- [TASK DIRECTIONS] Start at the line in the entries below that contains "pub fn always_fail(self)", stop at the line that contains "pub async fn start(self)", and output exactly the lines in that span, both ends included.
=== GIVEN ENTRIES ===
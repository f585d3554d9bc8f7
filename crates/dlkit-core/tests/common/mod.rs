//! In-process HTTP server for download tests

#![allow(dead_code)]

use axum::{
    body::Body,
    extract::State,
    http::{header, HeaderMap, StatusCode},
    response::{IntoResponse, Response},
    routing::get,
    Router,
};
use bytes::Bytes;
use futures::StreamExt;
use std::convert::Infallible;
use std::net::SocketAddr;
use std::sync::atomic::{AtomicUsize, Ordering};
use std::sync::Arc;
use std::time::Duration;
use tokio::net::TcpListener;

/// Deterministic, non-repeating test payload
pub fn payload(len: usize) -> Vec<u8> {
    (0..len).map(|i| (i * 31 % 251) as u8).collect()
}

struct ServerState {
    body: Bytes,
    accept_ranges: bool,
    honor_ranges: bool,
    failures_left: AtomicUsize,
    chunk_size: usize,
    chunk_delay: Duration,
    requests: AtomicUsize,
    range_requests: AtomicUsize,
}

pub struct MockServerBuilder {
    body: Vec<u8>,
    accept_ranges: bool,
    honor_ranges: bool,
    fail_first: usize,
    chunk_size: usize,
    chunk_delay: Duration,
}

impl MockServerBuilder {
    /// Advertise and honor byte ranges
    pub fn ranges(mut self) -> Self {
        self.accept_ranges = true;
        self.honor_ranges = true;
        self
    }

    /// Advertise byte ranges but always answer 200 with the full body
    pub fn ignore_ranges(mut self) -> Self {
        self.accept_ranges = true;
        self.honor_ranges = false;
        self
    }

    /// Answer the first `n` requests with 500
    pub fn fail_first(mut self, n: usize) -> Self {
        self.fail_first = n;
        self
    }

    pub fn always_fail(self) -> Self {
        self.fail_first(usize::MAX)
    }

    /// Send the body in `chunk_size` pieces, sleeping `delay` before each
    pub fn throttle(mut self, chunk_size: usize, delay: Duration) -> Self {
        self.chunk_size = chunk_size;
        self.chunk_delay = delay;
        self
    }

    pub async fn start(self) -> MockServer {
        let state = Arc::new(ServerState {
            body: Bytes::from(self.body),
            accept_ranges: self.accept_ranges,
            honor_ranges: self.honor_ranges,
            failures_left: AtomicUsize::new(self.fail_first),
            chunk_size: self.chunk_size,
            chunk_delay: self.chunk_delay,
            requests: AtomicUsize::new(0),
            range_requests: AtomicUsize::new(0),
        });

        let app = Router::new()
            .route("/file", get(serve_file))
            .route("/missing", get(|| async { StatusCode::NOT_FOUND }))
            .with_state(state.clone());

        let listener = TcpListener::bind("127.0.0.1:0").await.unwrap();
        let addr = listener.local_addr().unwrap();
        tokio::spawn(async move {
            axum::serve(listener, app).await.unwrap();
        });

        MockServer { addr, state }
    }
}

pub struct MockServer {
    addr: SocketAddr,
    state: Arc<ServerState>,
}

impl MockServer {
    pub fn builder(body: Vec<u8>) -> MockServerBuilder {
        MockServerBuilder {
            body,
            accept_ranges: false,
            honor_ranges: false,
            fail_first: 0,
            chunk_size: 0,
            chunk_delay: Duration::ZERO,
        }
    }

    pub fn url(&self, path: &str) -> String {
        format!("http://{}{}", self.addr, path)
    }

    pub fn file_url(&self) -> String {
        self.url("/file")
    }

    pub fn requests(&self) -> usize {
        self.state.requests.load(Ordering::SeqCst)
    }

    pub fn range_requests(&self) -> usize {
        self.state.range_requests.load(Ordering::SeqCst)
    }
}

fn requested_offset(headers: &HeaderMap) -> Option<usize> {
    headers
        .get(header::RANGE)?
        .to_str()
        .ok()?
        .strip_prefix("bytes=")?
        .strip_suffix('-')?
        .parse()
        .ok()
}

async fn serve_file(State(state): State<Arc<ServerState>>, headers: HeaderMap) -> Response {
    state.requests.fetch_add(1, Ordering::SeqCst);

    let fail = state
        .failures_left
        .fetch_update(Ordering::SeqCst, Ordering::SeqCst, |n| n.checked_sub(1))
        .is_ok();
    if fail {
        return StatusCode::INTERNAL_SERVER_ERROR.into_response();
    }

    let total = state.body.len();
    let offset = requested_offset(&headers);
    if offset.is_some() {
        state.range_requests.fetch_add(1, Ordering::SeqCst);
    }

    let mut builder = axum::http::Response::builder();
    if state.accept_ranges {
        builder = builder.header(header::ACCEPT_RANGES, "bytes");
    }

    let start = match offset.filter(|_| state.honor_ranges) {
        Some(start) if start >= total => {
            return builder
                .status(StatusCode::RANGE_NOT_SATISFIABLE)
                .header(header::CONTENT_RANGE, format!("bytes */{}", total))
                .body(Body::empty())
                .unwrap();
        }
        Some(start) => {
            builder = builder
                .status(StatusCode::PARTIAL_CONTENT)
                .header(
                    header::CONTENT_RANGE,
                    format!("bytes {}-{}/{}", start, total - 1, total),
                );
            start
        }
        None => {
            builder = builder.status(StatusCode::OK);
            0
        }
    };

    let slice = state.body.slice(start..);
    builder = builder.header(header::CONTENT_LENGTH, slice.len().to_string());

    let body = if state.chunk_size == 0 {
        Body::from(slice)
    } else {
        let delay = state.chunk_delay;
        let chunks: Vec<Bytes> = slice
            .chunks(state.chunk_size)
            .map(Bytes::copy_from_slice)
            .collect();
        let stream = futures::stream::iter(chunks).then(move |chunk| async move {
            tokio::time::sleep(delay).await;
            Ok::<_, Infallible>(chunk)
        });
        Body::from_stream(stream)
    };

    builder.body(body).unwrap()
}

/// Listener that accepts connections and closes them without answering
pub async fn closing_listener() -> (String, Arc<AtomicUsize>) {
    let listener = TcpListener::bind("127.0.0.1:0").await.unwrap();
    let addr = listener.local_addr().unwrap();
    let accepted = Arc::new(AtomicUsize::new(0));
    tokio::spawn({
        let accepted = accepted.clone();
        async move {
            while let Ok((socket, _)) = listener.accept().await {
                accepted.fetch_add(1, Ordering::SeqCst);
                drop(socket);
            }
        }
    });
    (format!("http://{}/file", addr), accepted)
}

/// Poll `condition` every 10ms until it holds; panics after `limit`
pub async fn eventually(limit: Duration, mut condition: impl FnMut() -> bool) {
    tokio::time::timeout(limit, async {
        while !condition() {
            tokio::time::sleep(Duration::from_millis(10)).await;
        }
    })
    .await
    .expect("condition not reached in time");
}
===
=== GIVEN ENTRIES ===
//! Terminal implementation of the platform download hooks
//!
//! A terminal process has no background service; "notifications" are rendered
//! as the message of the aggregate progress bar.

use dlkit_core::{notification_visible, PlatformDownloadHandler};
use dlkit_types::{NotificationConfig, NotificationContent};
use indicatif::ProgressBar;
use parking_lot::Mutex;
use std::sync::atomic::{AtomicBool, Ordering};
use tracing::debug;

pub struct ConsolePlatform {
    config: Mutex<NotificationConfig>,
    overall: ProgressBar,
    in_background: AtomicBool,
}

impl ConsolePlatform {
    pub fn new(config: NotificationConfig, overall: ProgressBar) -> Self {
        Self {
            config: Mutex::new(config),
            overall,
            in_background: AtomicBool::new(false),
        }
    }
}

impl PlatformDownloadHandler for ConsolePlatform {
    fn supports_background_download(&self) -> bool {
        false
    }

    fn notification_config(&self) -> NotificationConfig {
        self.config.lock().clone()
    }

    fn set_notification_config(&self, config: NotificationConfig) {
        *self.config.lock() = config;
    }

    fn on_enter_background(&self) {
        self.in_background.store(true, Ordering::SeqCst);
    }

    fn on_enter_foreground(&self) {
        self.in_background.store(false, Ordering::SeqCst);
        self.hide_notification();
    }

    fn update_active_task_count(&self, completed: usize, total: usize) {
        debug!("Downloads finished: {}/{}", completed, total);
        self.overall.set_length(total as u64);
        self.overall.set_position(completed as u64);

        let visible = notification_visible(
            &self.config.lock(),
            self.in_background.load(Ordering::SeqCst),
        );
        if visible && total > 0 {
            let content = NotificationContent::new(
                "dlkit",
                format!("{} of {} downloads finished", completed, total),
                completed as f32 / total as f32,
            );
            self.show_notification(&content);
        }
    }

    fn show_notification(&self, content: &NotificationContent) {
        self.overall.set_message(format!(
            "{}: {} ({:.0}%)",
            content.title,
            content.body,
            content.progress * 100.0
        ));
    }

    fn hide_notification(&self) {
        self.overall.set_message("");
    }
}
===
- [REPLY TO THE EXERCISE]
    pub fn always_fail(self) -> Self {
        self.fail_first(usize::MAX)
    }

    /// Send the body in `chunk_size` pieces, sleeping `delay` before each
    pub fn throttle(mut self, chunk_size: usize, delay: Duration) -> Self {
        self.chunk_size = chunk_size;
        self.chunk_delay = delay;
        self
    }

    pub async fn start(self) -> MockServer {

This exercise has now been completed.